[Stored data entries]
————————
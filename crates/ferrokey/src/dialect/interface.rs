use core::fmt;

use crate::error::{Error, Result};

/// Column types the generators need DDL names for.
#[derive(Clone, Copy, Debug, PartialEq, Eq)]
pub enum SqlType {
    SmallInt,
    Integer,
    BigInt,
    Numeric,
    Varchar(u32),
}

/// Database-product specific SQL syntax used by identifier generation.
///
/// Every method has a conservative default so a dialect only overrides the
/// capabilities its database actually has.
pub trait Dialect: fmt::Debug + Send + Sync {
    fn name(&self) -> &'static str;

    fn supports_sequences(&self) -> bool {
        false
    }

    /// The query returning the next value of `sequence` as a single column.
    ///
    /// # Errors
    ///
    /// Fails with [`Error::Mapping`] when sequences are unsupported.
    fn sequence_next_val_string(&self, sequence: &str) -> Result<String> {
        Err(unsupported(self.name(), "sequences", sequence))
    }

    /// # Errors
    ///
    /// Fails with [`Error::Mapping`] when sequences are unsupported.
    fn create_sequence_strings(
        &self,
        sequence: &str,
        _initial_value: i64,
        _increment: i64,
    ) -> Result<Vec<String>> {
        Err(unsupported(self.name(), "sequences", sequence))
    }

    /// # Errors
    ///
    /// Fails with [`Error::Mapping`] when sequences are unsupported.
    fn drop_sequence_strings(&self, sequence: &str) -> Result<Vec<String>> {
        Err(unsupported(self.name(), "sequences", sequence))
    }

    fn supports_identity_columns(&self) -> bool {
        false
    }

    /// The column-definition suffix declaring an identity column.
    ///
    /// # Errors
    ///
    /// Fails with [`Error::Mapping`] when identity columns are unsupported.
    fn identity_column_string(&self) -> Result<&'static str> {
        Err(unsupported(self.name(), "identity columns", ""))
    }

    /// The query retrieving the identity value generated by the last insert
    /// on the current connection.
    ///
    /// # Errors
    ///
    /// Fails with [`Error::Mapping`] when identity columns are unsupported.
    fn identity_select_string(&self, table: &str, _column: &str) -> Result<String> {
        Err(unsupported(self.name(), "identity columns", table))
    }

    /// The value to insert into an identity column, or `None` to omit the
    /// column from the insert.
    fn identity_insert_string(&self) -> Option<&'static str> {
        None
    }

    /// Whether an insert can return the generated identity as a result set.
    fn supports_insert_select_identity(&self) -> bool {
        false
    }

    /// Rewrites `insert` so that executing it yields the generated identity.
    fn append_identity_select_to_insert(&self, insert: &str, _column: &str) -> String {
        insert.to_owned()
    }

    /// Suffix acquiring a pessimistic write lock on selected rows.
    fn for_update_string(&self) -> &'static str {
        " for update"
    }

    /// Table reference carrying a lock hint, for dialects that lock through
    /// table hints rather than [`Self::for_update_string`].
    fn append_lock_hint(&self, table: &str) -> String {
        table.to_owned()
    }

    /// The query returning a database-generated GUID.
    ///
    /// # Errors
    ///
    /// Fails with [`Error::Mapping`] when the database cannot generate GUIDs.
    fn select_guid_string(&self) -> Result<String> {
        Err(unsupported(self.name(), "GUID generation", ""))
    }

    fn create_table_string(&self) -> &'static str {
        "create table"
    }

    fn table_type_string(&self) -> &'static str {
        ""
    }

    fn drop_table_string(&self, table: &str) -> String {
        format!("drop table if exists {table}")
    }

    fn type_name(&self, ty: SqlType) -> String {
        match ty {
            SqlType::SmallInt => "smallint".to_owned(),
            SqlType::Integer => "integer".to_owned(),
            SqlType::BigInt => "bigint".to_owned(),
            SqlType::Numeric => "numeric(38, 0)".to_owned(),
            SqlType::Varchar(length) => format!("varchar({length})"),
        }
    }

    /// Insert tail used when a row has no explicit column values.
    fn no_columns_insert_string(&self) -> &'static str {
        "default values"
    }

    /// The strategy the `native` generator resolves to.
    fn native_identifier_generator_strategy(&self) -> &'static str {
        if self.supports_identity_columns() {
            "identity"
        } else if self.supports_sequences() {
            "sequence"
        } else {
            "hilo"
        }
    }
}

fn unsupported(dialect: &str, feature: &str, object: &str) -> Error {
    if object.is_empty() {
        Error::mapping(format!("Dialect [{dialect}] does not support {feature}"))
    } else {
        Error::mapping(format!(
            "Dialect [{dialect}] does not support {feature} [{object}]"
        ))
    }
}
————————
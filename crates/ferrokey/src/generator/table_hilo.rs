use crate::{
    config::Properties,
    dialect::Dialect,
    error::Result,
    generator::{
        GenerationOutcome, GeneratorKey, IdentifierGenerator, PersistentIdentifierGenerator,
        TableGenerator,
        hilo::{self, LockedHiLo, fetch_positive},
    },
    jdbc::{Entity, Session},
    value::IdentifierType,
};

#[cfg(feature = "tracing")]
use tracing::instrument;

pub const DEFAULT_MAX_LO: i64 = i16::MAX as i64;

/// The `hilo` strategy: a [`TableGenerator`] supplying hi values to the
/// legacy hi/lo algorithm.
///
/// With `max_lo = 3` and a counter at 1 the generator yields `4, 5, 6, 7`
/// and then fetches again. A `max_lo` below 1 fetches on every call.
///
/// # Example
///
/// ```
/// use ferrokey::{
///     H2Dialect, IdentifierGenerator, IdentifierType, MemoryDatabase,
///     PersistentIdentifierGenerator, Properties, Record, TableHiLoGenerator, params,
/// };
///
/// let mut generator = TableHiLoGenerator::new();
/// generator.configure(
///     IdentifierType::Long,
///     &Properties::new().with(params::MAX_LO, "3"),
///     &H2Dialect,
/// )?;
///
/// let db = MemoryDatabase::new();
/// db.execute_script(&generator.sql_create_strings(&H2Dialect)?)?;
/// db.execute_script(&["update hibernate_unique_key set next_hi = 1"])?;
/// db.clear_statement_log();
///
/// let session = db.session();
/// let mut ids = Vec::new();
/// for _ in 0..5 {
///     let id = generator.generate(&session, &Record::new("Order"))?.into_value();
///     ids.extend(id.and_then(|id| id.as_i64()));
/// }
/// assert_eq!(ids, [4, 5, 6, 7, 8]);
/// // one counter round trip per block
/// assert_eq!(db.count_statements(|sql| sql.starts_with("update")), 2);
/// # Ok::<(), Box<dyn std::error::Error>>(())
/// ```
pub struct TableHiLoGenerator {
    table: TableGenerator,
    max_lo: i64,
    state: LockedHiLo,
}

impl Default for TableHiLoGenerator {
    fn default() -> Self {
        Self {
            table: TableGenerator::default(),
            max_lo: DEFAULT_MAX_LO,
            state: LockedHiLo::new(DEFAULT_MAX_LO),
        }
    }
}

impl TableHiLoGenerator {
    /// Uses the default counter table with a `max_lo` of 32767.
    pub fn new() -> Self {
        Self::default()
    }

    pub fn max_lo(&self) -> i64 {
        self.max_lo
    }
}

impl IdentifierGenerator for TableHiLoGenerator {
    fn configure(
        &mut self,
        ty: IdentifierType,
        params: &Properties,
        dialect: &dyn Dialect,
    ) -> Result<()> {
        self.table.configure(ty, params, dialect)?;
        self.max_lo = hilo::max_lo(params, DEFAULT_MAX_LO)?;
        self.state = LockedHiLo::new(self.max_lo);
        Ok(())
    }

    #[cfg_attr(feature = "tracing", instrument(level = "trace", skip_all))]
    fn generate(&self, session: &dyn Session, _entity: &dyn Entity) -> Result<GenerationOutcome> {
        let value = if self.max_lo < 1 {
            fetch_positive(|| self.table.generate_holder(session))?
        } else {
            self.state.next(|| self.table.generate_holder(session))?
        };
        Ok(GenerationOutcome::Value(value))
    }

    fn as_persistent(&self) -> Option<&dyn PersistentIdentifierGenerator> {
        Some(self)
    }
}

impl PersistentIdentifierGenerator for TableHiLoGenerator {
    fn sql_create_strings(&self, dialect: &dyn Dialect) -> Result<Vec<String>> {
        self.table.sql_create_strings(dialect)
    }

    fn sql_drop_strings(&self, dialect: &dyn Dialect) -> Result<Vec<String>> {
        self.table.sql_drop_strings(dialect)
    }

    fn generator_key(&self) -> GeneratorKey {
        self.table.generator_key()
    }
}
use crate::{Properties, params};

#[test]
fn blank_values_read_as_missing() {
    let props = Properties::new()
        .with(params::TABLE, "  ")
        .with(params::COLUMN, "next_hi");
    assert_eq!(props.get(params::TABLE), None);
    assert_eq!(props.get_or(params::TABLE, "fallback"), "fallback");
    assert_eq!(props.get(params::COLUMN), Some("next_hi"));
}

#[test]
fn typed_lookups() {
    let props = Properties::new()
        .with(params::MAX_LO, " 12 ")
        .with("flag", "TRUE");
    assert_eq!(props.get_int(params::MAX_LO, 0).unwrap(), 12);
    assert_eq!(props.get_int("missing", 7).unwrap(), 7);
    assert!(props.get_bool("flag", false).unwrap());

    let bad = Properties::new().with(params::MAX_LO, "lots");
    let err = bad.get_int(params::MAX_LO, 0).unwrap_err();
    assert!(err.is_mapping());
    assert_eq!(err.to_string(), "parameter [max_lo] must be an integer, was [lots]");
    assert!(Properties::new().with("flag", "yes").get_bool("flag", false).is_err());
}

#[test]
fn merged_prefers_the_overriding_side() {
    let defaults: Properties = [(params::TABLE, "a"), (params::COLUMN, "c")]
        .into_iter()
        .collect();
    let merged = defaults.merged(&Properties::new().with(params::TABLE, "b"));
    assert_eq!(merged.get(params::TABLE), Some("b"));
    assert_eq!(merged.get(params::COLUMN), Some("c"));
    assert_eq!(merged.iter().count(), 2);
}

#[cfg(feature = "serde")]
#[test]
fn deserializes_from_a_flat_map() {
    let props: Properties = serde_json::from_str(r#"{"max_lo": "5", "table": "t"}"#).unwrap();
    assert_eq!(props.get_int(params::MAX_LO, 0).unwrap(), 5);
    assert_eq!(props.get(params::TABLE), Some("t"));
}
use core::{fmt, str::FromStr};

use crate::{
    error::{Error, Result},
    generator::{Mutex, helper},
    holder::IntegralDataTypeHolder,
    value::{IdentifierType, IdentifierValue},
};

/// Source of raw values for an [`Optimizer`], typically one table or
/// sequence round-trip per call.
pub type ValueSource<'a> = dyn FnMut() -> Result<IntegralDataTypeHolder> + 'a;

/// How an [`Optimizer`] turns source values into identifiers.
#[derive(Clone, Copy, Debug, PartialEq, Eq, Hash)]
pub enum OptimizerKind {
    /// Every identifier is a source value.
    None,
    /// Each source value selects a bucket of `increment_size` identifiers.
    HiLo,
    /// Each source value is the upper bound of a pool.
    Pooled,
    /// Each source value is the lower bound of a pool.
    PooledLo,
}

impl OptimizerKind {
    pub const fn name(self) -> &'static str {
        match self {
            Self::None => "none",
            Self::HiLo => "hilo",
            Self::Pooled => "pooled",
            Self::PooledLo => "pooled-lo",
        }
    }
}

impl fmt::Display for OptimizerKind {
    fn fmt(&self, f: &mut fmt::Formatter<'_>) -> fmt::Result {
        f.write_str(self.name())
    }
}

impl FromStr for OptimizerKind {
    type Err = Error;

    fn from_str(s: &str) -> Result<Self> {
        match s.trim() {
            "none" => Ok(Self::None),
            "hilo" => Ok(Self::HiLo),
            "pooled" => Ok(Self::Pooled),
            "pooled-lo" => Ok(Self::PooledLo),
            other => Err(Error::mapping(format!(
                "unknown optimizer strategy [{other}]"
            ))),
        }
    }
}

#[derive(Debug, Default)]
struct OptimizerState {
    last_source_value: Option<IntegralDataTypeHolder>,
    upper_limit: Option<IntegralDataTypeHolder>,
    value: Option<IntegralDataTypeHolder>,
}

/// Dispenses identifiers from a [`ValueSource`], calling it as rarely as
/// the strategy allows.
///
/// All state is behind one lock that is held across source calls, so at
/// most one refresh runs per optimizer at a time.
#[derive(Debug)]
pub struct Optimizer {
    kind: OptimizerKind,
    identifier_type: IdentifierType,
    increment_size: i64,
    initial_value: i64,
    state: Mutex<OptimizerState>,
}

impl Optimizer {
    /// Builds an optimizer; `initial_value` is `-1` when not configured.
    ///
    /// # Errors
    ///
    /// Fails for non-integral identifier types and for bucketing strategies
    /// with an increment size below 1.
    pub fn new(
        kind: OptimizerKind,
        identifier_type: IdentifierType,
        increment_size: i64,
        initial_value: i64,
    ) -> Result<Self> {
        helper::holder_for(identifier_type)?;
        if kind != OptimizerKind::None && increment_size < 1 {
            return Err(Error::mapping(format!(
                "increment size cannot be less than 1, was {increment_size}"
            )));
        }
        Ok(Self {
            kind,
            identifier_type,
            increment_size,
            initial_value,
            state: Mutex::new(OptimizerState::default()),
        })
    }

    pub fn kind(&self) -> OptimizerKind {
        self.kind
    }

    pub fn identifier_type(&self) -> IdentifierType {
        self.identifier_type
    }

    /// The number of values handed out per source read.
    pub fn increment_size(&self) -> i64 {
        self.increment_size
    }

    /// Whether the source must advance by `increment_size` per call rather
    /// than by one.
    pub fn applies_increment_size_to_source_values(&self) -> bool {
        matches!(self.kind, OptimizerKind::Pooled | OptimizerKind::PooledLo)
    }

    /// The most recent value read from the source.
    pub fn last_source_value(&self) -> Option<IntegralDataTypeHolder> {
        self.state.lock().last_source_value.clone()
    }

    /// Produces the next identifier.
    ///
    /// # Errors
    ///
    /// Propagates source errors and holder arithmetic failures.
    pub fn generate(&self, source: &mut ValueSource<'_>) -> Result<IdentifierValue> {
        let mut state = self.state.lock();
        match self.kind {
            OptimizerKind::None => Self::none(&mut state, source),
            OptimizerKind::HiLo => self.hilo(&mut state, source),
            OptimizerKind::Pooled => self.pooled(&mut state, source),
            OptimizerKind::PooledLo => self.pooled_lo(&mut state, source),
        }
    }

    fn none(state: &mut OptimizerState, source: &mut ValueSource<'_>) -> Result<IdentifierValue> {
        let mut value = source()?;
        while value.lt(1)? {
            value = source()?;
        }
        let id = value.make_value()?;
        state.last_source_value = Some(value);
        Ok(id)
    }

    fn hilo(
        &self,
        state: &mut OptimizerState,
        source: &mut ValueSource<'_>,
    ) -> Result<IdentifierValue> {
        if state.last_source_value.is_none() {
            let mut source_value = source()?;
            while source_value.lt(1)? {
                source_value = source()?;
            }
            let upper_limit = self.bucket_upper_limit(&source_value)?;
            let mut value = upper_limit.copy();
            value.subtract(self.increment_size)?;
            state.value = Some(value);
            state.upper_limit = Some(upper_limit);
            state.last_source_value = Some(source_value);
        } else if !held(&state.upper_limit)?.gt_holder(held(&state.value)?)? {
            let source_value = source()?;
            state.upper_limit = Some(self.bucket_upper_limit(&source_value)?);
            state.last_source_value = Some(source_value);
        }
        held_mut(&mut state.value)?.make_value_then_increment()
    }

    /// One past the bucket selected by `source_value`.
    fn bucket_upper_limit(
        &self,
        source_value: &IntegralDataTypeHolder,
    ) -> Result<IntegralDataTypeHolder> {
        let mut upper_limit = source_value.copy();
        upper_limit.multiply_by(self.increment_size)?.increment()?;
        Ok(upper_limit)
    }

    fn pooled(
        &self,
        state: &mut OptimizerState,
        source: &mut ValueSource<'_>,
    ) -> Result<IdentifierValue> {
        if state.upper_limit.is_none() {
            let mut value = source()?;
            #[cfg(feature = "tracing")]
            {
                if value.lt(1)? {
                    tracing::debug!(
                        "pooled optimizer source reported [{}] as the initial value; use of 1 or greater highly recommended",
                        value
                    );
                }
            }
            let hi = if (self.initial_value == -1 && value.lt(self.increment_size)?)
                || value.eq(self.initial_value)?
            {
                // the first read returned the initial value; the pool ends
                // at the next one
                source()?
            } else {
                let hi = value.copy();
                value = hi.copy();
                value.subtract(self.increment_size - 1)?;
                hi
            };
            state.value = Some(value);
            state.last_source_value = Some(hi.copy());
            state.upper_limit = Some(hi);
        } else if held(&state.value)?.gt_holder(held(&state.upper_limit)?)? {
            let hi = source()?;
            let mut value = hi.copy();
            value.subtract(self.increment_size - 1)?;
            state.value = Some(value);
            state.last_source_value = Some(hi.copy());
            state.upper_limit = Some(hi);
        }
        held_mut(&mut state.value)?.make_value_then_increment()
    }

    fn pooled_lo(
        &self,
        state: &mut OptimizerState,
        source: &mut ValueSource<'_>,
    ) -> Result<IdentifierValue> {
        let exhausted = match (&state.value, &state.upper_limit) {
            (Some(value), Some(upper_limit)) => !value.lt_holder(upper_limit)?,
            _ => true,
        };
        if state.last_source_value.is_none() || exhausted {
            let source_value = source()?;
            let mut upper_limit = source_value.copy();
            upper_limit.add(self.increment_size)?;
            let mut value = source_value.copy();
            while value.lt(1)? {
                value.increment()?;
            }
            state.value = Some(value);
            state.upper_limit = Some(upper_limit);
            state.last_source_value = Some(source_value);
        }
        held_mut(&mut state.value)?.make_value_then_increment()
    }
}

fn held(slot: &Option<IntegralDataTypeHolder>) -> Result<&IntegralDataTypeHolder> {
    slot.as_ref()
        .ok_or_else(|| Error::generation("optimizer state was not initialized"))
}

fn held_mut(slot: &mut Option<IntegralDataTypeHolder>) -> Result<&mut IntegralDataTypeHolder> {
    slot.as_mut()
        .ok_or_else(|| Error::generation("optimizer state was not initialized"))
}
————————
Assigned task
Using the entries, return every line where the word "returning" can be found.

Your response
    /// The query returning the next value of `sequence` as a single column.
    /// The query returning a database-generated GUID.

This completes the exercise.